The retinal light response is modulated by an mGluR5-mediated retrograde signal from ON-bipolar cells to photoreceptors

The ON visual pathway is initiated by the deactivation of mGluR6, coupled to the opening of TRPM1 channels in retinal ON-bipolar cell dendrites. Here, we show that a second metabotropic glutamate receptor, mGluR5, is localized with TRPM1 and mGluR6 in the dendrites of ON-bipolar cells. To examine the function of mGluR5, we performed electroretinogram (ERG) recordings and found that the amplitude of the b-wave, which is primarily a measure of ON-bipolar cell light-driven activity, is reduced in mGluR5 knock-out mice compared to wild type. In the mGluR5 ^-/- retina, we observed weaker mGluR6 immunofluorescence in the dendritic tips of ON-bipolar cells that could explain the smaller ERG b-wave. To observe the effect of mGluR5 without perturbing mGluR6 expression, wild type mice were injected with MTEP, an allosteric antagonist of mGluR5. MTEP increased the amplitude of the b-wave in response to dim stimuli and caused an inflection in the intensity-response plot for flashes in the mesopic range.
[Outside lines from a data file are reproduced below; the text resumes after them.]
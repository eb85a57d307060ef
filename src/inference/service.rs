//! Prediction service state and the request path.
//!
//! The service starts even when no artefact can be loaded. In that case it
//! stays degraded until the process is restarted: `/health` reports it and
//! every prediction fails with `ModelUnavailable`.

use std::path::Path;
use std::sync::Arc;
use std::time::Instant;

use tracing::{debug, info, warn};

use crate::common::error::{TaxiError, TaxiResult};
use crate::common::time;
use crate::features;
use crate::training::domain::{ArtifactStore, ModelArtifact, RunId};
use crate::training::repo_fs::read_run_id;

use super::domain::{
    HealthReport, HealthStatus, ModelSlot, PredictionResponse, RideRequest, UNKNOWN_RUN_ID,
};

/// Shared, read-mostly state handed to every request handler.
#[derive(Debug)]
pub struct ServingState {
    slot: ModelSlot,
    /// Run named by the side channel, kept even when its artefact failed to load.
    run_id: Option<RunId>,
}

fn load_artifact(run_id: &RunId, store: &dyn ArtifactStore) -> TaxiResult<ModelArtifact> {
    let artifact = store.load(run_id)?;
    match store.load_run(run_id) {
        Ok(record) => info!(
            run_id = %run_id,
            rmse = record.metrics.rmse,
            mae = record.metrics.mae,
            r2 = record.metrics.r2,
            trained_at = %record.created_at,
            "run record found"
        ),
        Err(e) => debug!(run_id = %run_id, error = %e, "no run record for artifact"),
    }
    Ok(artifact)
}

impl ServingState {
    /// Read the run id side channel and load the artefact it names. Never fails:
    /// any error leaves the service degraded.
    pub fn startup(run_id_path: &Path, store: &dyn ArtifactStore) -> Self {
        let start = Instant::now();
        let run_id = match read_run_id(run_id_path) {
            Ok(run_id) => run_id,
            Err(e) => {
                warn!(
                    code = e.code().as_str(),
                    error = %e,
                    path = %run_id_path.display(),
                    "no run id, serving in degraded mode"
                );
                return Self::degraded();
            }
        };
        match load_artifact(&run_id, store) {
            Ok(artifact) => {
                info!(
                    run_id = %artifact.run_id,
                    vocabulary = artifact.pipeline.vectorizer.vocab_len(),
                    trees = artifact.pipeline.regressor.n_trees(),
                    elapsed_ms = time::elapsed_ms(start) as u64,
                    "model loaded"
                );
                Self::from_artifact(artifact)
            }
            Err(e) => {
                warn!(
                    run_id = %run_id,
                    code = e.code().as_str(),
                    error = %e,
                    "model could not be loaded, serving in degraded mode"
                );
                Self {
                    slot: ModelSlot::empty(),
                    run_id: Some(run_id),
                }
            }
        }
    }

    pub fn from_artifact(artifact: ModelArtifact) -> Self {
        Self {
            run_id: Some(artifact.run_id.clone()),
            slot: ModelSlot::loaded(artifact),
        }
    }

    pub fn degraded() -> Self {
        Self {
            slot: ModelSlot::empty(),
            run_id: None,
        }
    }

    pub fn slot(&self) -> &ModelSlot {
        &self.slot
    }

    pub fn into_shared(self) -> Arc<Self> {
        Arc::new(self)
    }

    /// Validate, encode and score one ride. Side-effect free.
    pub fn predict(&self, request: &RideRequest) -> TaxiResult<PredictionResponse> {
        let ride = request.validate()?;
        let artifact = self.slot.current().ok_or(TaxiError::ModelUnavailable)?;

        let features = features::encode(&ride);
        let duration = artifact.pipeline.predict(&features);
        debug!(
            zone_pair_key = %features.zone_pair_key,
            trip_distance = features.trip_distance,
            duration,
            "prediction served"
        );
        Ok(PredictionResponse {
            duration,
            model_version: artifact.run_id.to_string(),
        })
    }

    pub fn health(&self) -> HealthReport {
        match self.slot.current() {
            Some(artifact) => HealthReport {
                status: HealthStatus::Ok,
                run_id: artifact.run_id.to_string(),
                model_loaded: true,
            },
            None => HealthReport {
                status: HealthStatus::Degraded,
                run_id: self
                    .run_id
                    .as_ref()
                    .map_or_else(|| UNKNOWN_RUN_ID.to_string(), RunId::to_string),
                model_loaded: false,
            },
        }
    }
}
In the brain, postsynaptic mGluR5 regulates presynaptic glutamate release via endocanabinoid-mediated retrograde signaling. Therefore, we tested the effect of the CB1 receptor antagonist, SR1417A, on the ERG and found that the b-wave was affected as by MTEP, including an inflection in the intensity-response. We further showed that the CB1 receptor agonist, ACEA, reversed the effects of MTEP. Together, our results indicate that mGluR5 plays a role in gain-control at the photoreceptor to ON-bipolar cell synapses, likely via an endocannabinoid-mediated retrograde feedback.